• RECORDS SUPPLIED:
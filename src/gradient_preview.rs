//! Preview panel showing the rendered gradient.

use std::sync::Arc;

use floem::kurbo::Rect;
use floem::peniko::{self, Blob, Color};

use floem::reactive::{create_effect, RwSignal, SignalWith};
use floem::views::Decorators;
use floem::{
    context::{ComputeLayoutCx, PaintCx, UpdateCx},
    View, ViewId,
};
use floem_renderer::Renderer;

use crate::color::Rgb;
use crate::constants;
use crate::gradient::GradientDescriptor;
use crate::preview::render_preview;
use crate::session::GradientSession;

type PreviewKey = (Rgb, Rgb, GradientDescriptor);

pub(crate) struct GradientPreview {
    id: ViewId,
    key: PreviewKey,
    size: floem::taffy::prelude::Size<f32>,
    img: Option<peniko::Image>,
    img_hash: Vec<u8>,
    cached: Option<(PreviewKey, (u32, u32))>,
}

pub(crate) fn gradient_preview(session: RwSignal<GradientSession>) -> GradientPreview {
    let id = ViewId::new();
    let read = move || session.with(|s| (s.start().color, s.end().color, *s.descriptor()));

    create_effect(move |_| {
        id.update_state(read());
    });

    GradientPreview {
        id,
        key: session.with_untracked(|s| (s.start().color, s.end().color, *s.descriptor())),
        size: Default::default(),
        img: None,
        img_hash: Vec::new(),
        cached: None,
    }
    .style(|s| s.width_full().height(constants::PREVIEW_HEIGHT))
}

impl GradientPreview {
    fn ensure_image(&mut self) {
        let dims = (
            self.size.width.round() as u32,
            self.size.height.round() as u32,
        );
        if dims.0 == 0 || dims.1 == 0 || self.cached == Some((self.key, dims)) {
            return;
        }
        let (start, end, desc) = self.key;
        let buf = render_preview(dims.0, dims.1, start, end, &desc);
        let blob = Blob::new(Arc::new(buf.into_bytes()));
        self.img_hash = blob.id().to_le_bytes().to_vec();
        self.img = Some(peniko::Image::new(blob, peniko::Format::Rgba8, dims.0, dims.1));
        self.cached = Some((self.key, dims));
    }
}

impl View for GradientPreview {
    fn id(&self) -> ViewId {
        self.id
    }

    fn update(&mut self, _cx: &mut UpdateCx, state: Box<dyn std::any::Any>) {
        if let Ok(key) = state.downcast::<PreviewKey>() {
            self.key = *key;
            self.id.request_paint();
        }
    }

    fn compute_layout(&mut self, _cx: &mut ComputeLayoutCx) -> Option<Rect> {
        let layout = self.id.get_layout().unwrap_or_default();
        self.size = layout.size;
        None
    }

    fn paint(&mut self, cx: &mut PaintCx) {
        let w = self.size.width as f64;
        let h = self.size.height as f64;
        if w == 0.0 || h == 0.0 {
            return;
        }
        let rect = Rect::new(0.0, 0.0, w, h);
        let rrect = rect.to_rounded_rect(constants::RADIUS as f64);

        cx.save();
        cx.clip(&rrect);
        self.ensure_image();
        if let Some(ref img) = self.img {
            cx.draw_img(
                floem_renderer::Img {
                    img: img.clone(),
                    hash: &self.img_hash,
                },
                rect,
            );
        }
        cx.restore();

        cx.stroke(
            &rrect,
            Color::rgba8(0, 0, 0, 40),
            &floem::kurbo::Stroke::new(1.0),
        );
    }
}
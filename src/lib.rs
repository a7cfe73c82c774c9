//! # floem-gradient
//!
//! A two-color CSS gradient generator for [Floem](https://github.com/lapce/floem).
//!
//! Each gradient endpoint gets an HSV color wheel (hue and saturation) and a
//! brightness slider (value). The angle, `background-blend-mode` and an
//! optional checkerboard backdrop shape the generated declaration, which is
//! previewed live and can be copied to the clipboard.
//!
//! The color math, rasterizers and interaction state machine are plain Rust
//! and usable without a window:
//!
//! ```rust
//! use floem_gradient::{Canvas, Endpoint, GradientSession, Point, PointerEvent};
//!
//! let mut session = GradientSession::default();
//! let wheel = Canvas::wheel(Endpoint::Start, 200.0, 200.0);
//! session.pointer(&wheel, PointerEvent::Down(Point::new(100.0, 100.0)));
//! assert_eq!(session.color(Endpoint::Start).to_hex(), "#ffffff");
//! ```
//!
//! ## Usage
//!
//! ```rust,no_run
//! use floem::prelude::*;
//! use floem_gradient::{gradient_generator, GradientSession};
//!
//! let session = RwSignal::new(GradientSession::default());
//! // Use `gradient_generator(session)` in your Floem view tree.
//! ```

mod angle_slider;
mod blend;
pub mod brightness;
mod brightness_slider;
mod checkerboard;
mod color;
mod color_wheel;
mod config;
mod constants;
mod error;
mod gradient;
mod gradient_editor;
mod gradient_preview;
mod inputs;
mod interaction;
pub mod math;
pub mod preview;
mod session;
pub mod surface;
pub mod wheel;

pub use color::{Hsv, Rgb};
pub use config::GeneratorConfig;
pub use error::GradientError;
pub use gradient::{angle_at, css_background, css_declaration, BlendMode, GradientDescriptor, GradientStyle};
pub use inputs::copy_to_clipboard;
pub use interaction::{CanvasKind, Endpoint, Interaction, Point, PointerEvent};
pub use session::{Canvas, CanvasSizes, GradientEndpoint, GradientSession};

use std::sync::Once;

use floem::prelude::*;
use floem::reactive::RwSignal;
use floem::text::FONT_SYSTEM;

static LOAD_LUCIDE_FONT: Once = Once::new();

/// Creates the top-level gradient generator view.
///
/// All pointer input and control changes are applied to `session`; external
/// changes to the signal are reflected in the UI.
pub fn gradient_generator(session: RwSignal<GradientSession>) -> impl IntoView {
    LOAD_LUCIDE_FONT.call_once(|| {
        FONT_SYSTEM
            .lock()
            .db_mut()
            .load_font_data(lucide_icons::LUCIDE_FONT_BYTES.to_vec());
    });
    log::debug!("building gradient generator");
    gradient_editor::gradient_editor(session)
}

• YOUR INSTRUCTIONS: Set out the entries once more, word for word.

• TASK RESULT:
filename src/gradient_preview.rs
//! Preview panel showing the rendered gradient.

use std::sync::Arc;

use floem::kurbo::Rect;
use floem::peniko::{self, Blob, Color};

use floem::reactive::{create_effect, RwSignal, SignalWith};
use floem::views::Decorators;
use floem::{
    context::{ComputeLayoutCx, PaintCx, UpdateCx},
    View, ViewId,
};
use floem_renderer::Renderer;

use crate::color::Rgb;
use crate::constants;
use crate::gradient::GradientDescriptor;
use crate::preview::render_preview;
use crate::session::GradientSession;

type PreviewKey = (Rgb, Rgb, GradientDescriptor);

pub(crate) struct GradientPreview {
    id: ViewId,
    key: PreviewKey,
    size: floem::taffy::prelude::Size<f32>,
    img: Option<peniko::Image>,
    img_hash: Vec<u8>,
    cached: Option<(PreviewKey, (u32, u32))>,
}

pub(crate) fn gradient_preview(session: RwSignal<GradientSession>) -> GradientPreview {
    let id = ViewId::new();
    let read = move || session.with(|s| (s.start().color, s.end().color, *s.descriptor()));

    create_effect(move |_| {
        id.update_state(read());
    });

    GradientPreview {
        id,
        key: session.with_untracked(|s| (s.start().color, s.end().color, *s.descriptor())),
        size: Default::default(),
        img: None,
        img_hash: Vec::new(),
        cached: None,
    }
    .style(|s| s.width_full().height(constants::PREVIEW_HEIGHT))
}

impl GradientPreview {
    fn ensure_image(&mut self) {
        let dims = (
            self.size.width.round() as u32,
            self.size.height.round() as u32,
        );
        if dims.0 == 0 || dims.1 == 0 || self.cached == Some((self.key, dims)) {
            return;
        }
        let (start, end, desc) = self.key;
        let buf = render_preview(dims.0, dims.1, start, end, &desc);
        let blob = Blob::new(Arc::new(buf.into_bytes()));
        self.img_hash = blob.id().to_le_bytes().to_vec();
        self.img = Some(peniko::Image::new(blob, peniko::Format::Rgba8, dims.0, dims.1));
        self.cached = Some((self.key, dims));
    }
}

impl View for GradientPreview {
    fn id(&self) -> ViewId {
        self.id
    }

    fn update(&mut self, _cx: &mut UpdateCx, state: Box<dyn std::any::Any>) {
        if let Ok(key) = state.downcast::<PreviewKey>() {
            self.key = *key;
            self.id.request_paint();
        }
    }

    fn compute_layout(&mut self, _cx: &mut ComputeLayoutCx) -> Option<Rect> {
        let layout = self.id.get_layout().unwrap_or_default();
        self.size = layout.size;
        None
    }

    fn paint(&mut self, cx: &mut PaintCx) {
        let w = self.size.width as f64;
        let h = self.size.height as f64;
        if w == 0.0 || h == 0.0 {
            return;
        }
        let rect = Rect::new(0.0, 0.0, w, h);
        let rrect = rect.to_rounded_rect(constants::RADIUS as f64);

        cx.save();
        cx.clip(&rrect);
        self.ensure_image();
        if let Some(ref img) = self.img {
            cx.draw_img(
                floem_renderer::Img {
                    img: img.clone(),
                    hash: &self.img_hash,
                },
                rect,
            );
        }
        cx.restore();

        cx.stroke(
            &rrect,
            Color::rgba8(0, 0, 0, 40),
            &floem::kurbo::Stroke::new(1.0),
        );
    }
}
filename src/lib.rs
repository a7cfe73c82c774c9
//! # floem-gradient
//!
//! A two-color CSS gradient generator for [Floem](https://github.com/lapce/floem).
//!
//! Each gradient endpoint gets an HSV color wheel (hue and saturation) and a
//! brightness slider (value). The angle, `background-blend-mode` and an
//! optional checkerboard backdrop shape the generated declaration, which is
//! previewed live and can be copied to the clipboard.
//!
//! The color math, rasterizers and interaction state machine are plain Rust
//! and usable without a window:
//!
//! ```rust
//! use floem_gradient::{Canvas, Endpoint, GradientSession, Point, PointerEvent};
//!
//! let mut session = GradientSession::default();
//! let wheel = Canvas::wheel(Endpoint::Start, 200.0, 200.0);
//! session.pointer(&wheel, PointerEvent::Down(Point::new(100.0, 100.0)));
//! assert_eq!(session.color(Endpoint::Start).to_hex(), "#ffffff");
//! ```
//!
//! ## Usage
//!
//! ```rust,no_run
//! use floem::prelude::*;
//! use floem_gradient::{gradient_generator, GradientSession};
//!
//! let session = RwSignal::new(GradientSession::default());
//! // Use `gradient_generator(session)` in your Floem view tree.
//! ```

mod angle_slider;
mod blend;
pub mod brightness;
mod brightness_slider;
mod checkerboard;
mod color;
mod color_wheel;
mod config;
mod constants;
mod error;
mod gradient;
mod gradient_editor;
mod gradient_preview;
mod inputs;
mod interaction;
pub mod math;
pub mod preview;
mod session;
pub mod surface;
pub mod wheel;

pub use color::{Hsv, Rgb};
pub use config::GeneratorConfig;
pub use error::GradientError;
pub use gradient::{angle_at, css_background, css_declaration, BlendMode, GradientDescriptor, GradientStyle};
pub use inputs::copy_to_clipboard;
pub use interaction::{CanvasKind, Endpoint, Interaction, Point, PointerEvent};
pub use session::{Canvas, CanvasSizes, GradientEndpoint, GradientSession};

use std::sync::Once;

use floem::prelude::*;
use floem::reactive::RwSignal;
use floem::text::FONT_SYSTEM;

static LOAD_LUCIDE_FONT: Once = Once::new();

/// Creates the top-level gradient generator view.
///
/// All pointer input and control changes are applied to `session`; external
/// changes to the signal are reflected in the UI.
pub fn gradient_generator(session: RwSignal<GradientSession>) -> impl IntoView {
    LOAD_LUCIDE_FONT.call_once(|| {
        FONT_SYSTEM
            .lock()
            .db_mut()
            .load_font_data(lucide_icons::LUCIDE_FONT_BYTES.to_vec());
    });
    log::debug!("building gradient generator");
    gradient_editor::gradient_editor(session)
}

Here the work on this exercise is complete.